Editorial: Postsecondary education lacks attention in the election

Sunday’s issue of the St. Petersburg Times ran a feature about a high school student who dreams of pursuing an education at MIT but lacks the finances.

“My mother was notoriously known to everyone who knew her for her extreme asthma. Instead of purchasing the medicine she needed, my mother bought food to feed us everyday,” Michael Rodeman wrote in his essay for MIT, which was published in the Times.

According to his letter, Rodeman has lived in a motel, an RV in someone’s backyard and many relatives’ homes. Rodeman, like many other Americans, has faced homelessness as well.

In the middle of a big economic crisis, a historic election and a historic season for the Rays, Floridians seem to have forgotten about the most important thing that plagues this country — the lack of equal access to a quality education.

In the same issue, the Times ran a series of polls comparing what Floridians thought was most important in 2004 and 2008. The top issue for 2004 was education at 18 percent. The economy stood at 11 percent. In 2008, 60 percent responded that the economy is most important in the election.

And education? Well, it didn’t make the list. Seven years after the Sept. 11 attacks, however, terrorism shows up at 7 percent.

While it is understood that the economy is an important factor this election season, the fact that education didn’t make it onto that list is ludicrous. Education — the easiest, simplest way to dig the country out of the economic hole it’s slipping into — doesn’t register as a critical concern for most Floridians.

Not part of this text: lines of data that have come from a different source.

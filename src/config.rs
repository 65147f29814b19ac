//! Top-level application configuration.
//!
//! Configuration is stored in `.deskwatch/config.yaml` and includes:
//! - The dashboard backend base URL
//! - Refresh cadence and search debounce interval
//! - Fetch limits for the ticket list and event feed

use std::env;
use std::fs;
use std::path::{Path, PathBuf};
use std::time::Duration;

use serde::{Deserialize, Serialize};
use url::Url;

use crate::error::{DeskwatchError, Result};
use crate::types::CONFIG_DIR;

/// Environment variable overriding `base_url`.
pub const URL_ENV: &str = "DESKWATCH_URL";

/// Upper bounds enforced by the backend on `limit` parameters.
pub const MAX_TICKET_LIMIT: u32 = 500;
pub const MAX_EVENT_LIMIT: u32 = 100;

/// Main configuration structure
#[derive(Debug, Clone, PartialEq, Serialize, Deserialize)]
pub struct Config {
    /// Backend base URL (default: http://127.0.0.1:8000)
    #[serde(default = "default_base_url")]
    pub base_url: String,

    /// Periodic refresh interval in milliseconds (default: 3000)
    #[serde(default = "default_refresh_interval_ms")]
    pub refresh_interval_ms: u64,

    /// Maximum tickets requested per refresh round (default: 300)
    #[serde(default = "default_ticket_limit")]
    pub ticket_limit: u32,

    /// Recent events requested per refresh round (default: 25)
    #[serde(default = "default_event_limit")]
    pub event_limit: u32,

    /// Quiet interval before free-text filter input triggers a refresh (default: 260)
    #[serde(default = "default_search_debounce_ms")]
    pub search_debounce_ms: u64,

    /// Per-request timeout in seconds (default: 30)
    #[serde(default = "default_request_timeout")]
    pub request_timeout: u64,
}

fn default_base_url() -> String {
    "http://127.0.0.1:8000".to_string()
}

fn default_refresh_interval_ms() -> u64 {
    3000
}

fn default_ticket_limit() -> u32 {
    300
}

fn default_event_limit() -> u32 {
    25
}

fn default_search_debounce_ms() -> u64 {
    260
}

fn default_request_timeout() -> u64 {
    30
}

impl Default for Config {
    fn default() -> Self {
        Self {
            base_url: default_base_url(),
            refresh_interval_ms: default_refresh_interval_ms(),
            ticket_limit: default_ticket_limit(),
            event_limit: default_event_limit(),
            search_debounce_ms: default_search_debounce_ms(),
            request_timeout: default_request_timeout(),
        }
    }
}

impl Config {
    /// Get the path to the default config file
    pub fn config_path() -> PathBuf {
        PathBuf::from(CONFIG_DIR).join("config.yaml")
    }

    /// Load configuration from the default location, or return defaults if not found
    pub fn load() -> Result<Self> {
        Self::load_from(&Self::config_path())
    }

    /// Load configuration from `path`, falling back to defaults when the file is absent.
    ///
    /// The `DESKWATCH_URL` environment variable takes precedence over the file's `base_url`.
    pub fn load_from(path: &Path) -> Result<Self> {
        let mut config = if path.exists() {
            let content = fs::read_to_string(path).map_err(|e| {
                DeskwatchError::Io(std::io::Error::new(
                    e.kind(),
                    format!("Failed to read config at {}: {}", path.display(), e),
                ))
            })?;
            serde_yaml_ng::from_str::<Config>(&content)?
        } else {
            Config::default()
        };

        if let Ok(url) = env::var(URL_ENV)
            && !url.trim().is_empty()
        {
            config.base_url = url.trim().to_string();
        }

        config.validate()?;
        Ok(config)
    }

    /// Check the values against what the backend accepts
    pub fn validate(&self) -> Result<()> {
        self.base_url()?;

        if self.ticket_limit == 0 || self.ticket_limit > MAX_TICKET_LIMIT {
            return Err(DeskwatchError::Config(format!(
                "ticket_limit must be between 1 and {MAX_TICKET_LIMIT}, got {}",
                self.ticket_limit
            )));
        }
        if self.event_limit == 0 || self.event_limit > MAX_EVENT_LIMIT {
            return Err(DeskwatchError::Config(format!(
                "event_limit must be between 1 and {MAX_EVENT_LIMIT}, got {}",
                self.event_limit
            )));
        }
        if self.refresh_interval_ms == 0 {
            return Err(DeskwatchError::Config(
                "refresh_interval_ms must be greater than zero".to_string(),
            ));
        }
        if self.request_timeout == 0 {
            return Err(DeskwatchError::Config(
                "request_timeout must be greater than zero".to_string(),
            ));
        }
        Ok(())
    }

    pub fn base_url(&self) -> Result<Url> {
        let url = Url::parse(&self.base_url)?;
        if url.cannot_be_a_base() {
            return Err(DeskwatchError::Config(format!(
                "base_url '{}' cannot be used as a base",
                self.base_url
            )));
        }
        Ok(url)
    }

    pub fn refresh_interval(&self) -> Duration {
        Duration::from_millis(self.refresh_interval_ms)
    }

    pub fn search_debounce(&self) -> Duration {
        Duration::from_millis(self.search_debounce_ms)
    }

    pub fn request_timeout(&self) -> Duration {
        Duration::from_secs(self.request_timeout)
    }
}
use owo_colors::OwoColorize;
use serde_json::json;

use super::CommandOutput;
use crate::api::{DashboardApi, HttpClient};
use crate::config::Config;
use crate::error::Result;

/// Query the backend health endpoint
pub async fn cmd_health(config: &Config, output_json: bool) -> Result<()> {
    let client = HttpClient::from_config(config)?;
    let health = client.health().await?;

    let status = if health.status.eq_ignore_ascii_case("ok") {
        health.status.green().to_string()
    } else {
        health.status.yellow().to_string()
    };
    let mut text = format!("Backend {} is {}", client.base_url(), status);
    if let Some(db_path) = &health.db_path {
        text.push_str(&format!("\n{}", format!("Database: {db_path}").dimmed()));
    }

    CommandOutput::new(json!({
        "base_url": client.base_url().as_str(),
        "status": health.status,
        "db_path": health.db_path,
    }))
    .with_text(text)
    .print(output_json)
}
//! Renderers for the list-level dashboard regions.
//!
//! Every function here is pure: payload plus selection in, text fragment out.

use tabled::settings::Style;
use tabled::{Table, Tabled};

use crate::types::{AgentLoad, DeskSummary, Overview, RecentEvent, TicketRef, TicketSummary};

use super::formatters::{
    HOT_LOAD_PCT, fmt_hours, fmt_minutes, fmt_timestamp, labelled, load_bar, load_pct, muted,
    or_dash, sanitize, status_badge,
};

/// Agents shown in the load panel
pub const MAX_AGENTS: usize = 12;
/// Events shown in the activity feed
pub const MAX_EVENTS: usize = 15;

pub const EMPTY_TICKETS: &str = "No tickets match the current filter.";
pub const EMPTY_DESKS: &str = "No desk data.";
pub const EMPTY_AGENTS: &str = "No active agents.";
pub const EMPTY_EVENTS: &str = "No recent exchanges.";

/// Render the KPI block
pub fn render_overview(data: &Overview) -> String {
    let rows = [
        ("Total tickets", data.total_tickets.to_string()),
        ("Active", data.active_tickets.to_string()),
        (
            "Automatable",
            format!(
                "{}% ({} automatable tickets)",
                data.automatable_rate_pct, data.automatable_tickets
            ),
        ),
        ("Multi-desk", data.multi_desk_tickets.to_string()),
        ("Avg resolution", fmt_hours(data.avg_resolution_hours)),
        ("Active > 24h", data.active_over_24h.to_string()),
        ("Inbound (15m)", data.inbound_last_15m.to_string()),
    ];
    rows.iter()
        .map(|(label, value)| format!("{label:<16}{value}"))
        .collect::<Vec<_>>()
        .join("\n")
}

/// `N records` counter above the ticket table
pub fn render_ticket_count(count: usize) -> String {
    format!("{count} records")
}

#[derive(Tabled)]
struct TicketRow {
    #[tabled(rename = "#")]
    index: String,
    #[tabled(rename = "Ticket")]
    ticket: String,
    #[tabled(rename = "Status")]
    status: String,
    #[tabled(rename = "Auto/Multi")]
    flags: String,
    #[tabled(rename = "Client")]
    client: String,
    #[tabled(rename = "Intent")]
    intent: String,
    #[tabled(rename = "Owner")]
    owner: String,
    #[tabled(rename = "Desk")]
    desk: String,
    #[tabled(rename = "Age")]
    age: String,
    #[tabled(rename = "Last event")]
    last_event: String,
}

fn flag(value: bool) -> &'static str {
    if value { "YES" } else { "NO" }
}

fn ticket_row(index: usize, ticket: &TicketSummary, selected: Option<&TicketRef>) -> TicketRow {
    let marker = if selected == Some(&ticket.ticket_ref) {
        ">"
    } else {
        " "
    };
    let owner = ticket
        .owner_agent_name
        .as_deref()
        .or(ticket.owner_agent_code.as_deref())
        .filter(|o| !o.trim().is_empty())
        .map(sanitize)
        .unwrap_or_else(|| "Unassigned".to_string());

    TicketRow {
        index: format!("{marker}{}", index + 1),
        ticket: format!(
            "{} {}",
            sanitize(ticket.ticket_ref.as_str()),
            or_dash(ticket.priority.as_deref())
        ),
        status: sanitize(&ticket.status),
        flags: format!(
            "{}/{}",
            flag(ticket.automatable),
            flag(ticket.requires_multi_desk)
        ),
        client: or_dash(ticket.client_name.as_deref()),
        intent: or_dash(ticket.intent_code.as_deref()),
        owner,
        desk: labelled(
            ticket.current_desk_name.as_deref(),
            ticket.current_desk_code.as_deref(),
        ),
        age: fmt_minutes(ticket.created_age_min),
        last_event: format!(
            "{} ({})",
            fmt_minutes(ticket.last_event_age_min),
            fmt_timestamp(ticket.last_event_at.as_deref())
        ),
    }
}

/// Render the ticket table, marking the selected row with `>`
pub fn render_tickets(tickets: &[TicketSummary], selected: Option<&TicketRef>) -> String {
    if tickets.is_empty() {
        return EMPTY_TICKETS.to_string();
    }
    let rows: Vec<TicketRow> = tickets
        .iter()
        .enumerate()
        .map(|(i, t)| ticket_row(i, t, selected))
        .collect();
    let mut table = Table::new(rows);
    table.with(Style::rounded());
    table.to_string()
}

/// Render the desk filter options; the active one is starred
pub fn render_desk_filter(desks: &[DeskSummary], current: Option<&str>) -> String {
    let mut options = Vec::with_capacity(desks.len() + 1);
    let star = |active: bool| if active { "*" } else { " " };
    options.push(format!("{} All desks", star(current.is_none())));
    for desk in desks {
        options.push(format!(
            "{} {}",
            star(current == Some(desk.desk_code.as_str())),
            labelled(Some(&desk.desk_name), Some(&desk.desk_code))
        ));
    }
    options.join("\n")
}

/// Render per-desk statistics
pub fn render_desks(desks: &[DeskSummary]) -> String {
    if desks.is_empty() {
        return EMPTY_DESKS.to_string();
    }
    desks
        .iter()
        .map(|d| {
            format!(
                "{}  [{} active]\n  {}\n  Escalated: {} | Multi-desk active: {} | Agents: {}\n  Avg active age: {:.1}h",
                labelled(Some(&d.desk_name), Some(&d.desk_code)),
                d.active_tickets,
                muted(&or_dash(d.specialty.as_deref())),
                d.escalated_tickets,
                d.active_multi_desk,
                d.active_agents,
                d.avg_active_age_hours,
            )
        })
        .collect::<Vec<_>>()
        .join("\n")
}

/// Render the agent load panel: active agents only, capped at [`MAX_AGENTS`]
pub fn render_agents(agents: &[AgentLoad]) -> String {
    let active: Vec<&AgentLoad> = agents
        .iter()
        .filter(|a| a.is_active)
        .take(MAX_AGENTS)
        .collect();
    if active.is_empty() {
        return EMPTY_AGENTS.to_string();
    }
    active
        .iter()
        .map(|a| {
            let pct = load_pct(a.load_ratio);
            let hot = if pct >= HOT_LOAD_PCT { " !" } else { "" };
            format!(
                "{}  {}% load{}\n  {} | {}/{} open\n  {}",
                labelled(Some(&a.full_name), Some(&a.agent_code)),
                pct,
                hot,
                labelled(Some(&a.desk_name), Some(&a.desk_code)),
                a.open_ticket_count,
                a.max_open_tickets,
                load_bar(pct, 20),
            )
        })
        .collect::<Vec<_>>()
        .join("\n")
}

/// Render the recent activity feed, capped at [`MAX_EVENTS`]
pub fn render_events(events: &[RecentEvent]) -> String {
    if events.is_empty() {
        return EMPTY_EVENTS.to_string();
    }
    events
        .iter()
        .take(MAX_EVENTS)
        .map(|e| {
            format!(
                "{} {} {}\n  {}\n  {}",
                sanitize(e.ticket_ref.as_str()),
                status_badge(&e.ticket_status),
                e.direction,
                or_dash(e.subject.as_deref()),
                muted(&fmt_timestamp(e.sent_at.as_deref())),
            )
        })
        .collect::<Vec<_>>()
        .join("\n")
}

Meanwhile, universities and schools are receiving less state money and Bright Futures’ unbridled growth has the program gobbling up more and more of the Florida Lottery’s funds as it indirectly anchors Florida public school tuition — universities’ other main source of income. This leaves post-secondary institutions struggling to come up with ways to educate the growing number of people seeking a higher education.

When education is out of voters’ minds, it’s out of state budgets.

The best way to increase access to education so that people like Rodeman can better themselves is by increasing funding, so universities and colleges can afford to hire more professors and open more sections of various courses.

It’s time for college students and Floridians alike to ask themselves how many more budget cuts they can take. It’s time for people to start thinking about higher education and start considering how these cuts could prevent them from gaining it.

It’s time for legislators to care about education. University students — and aspiring ones — deserve it.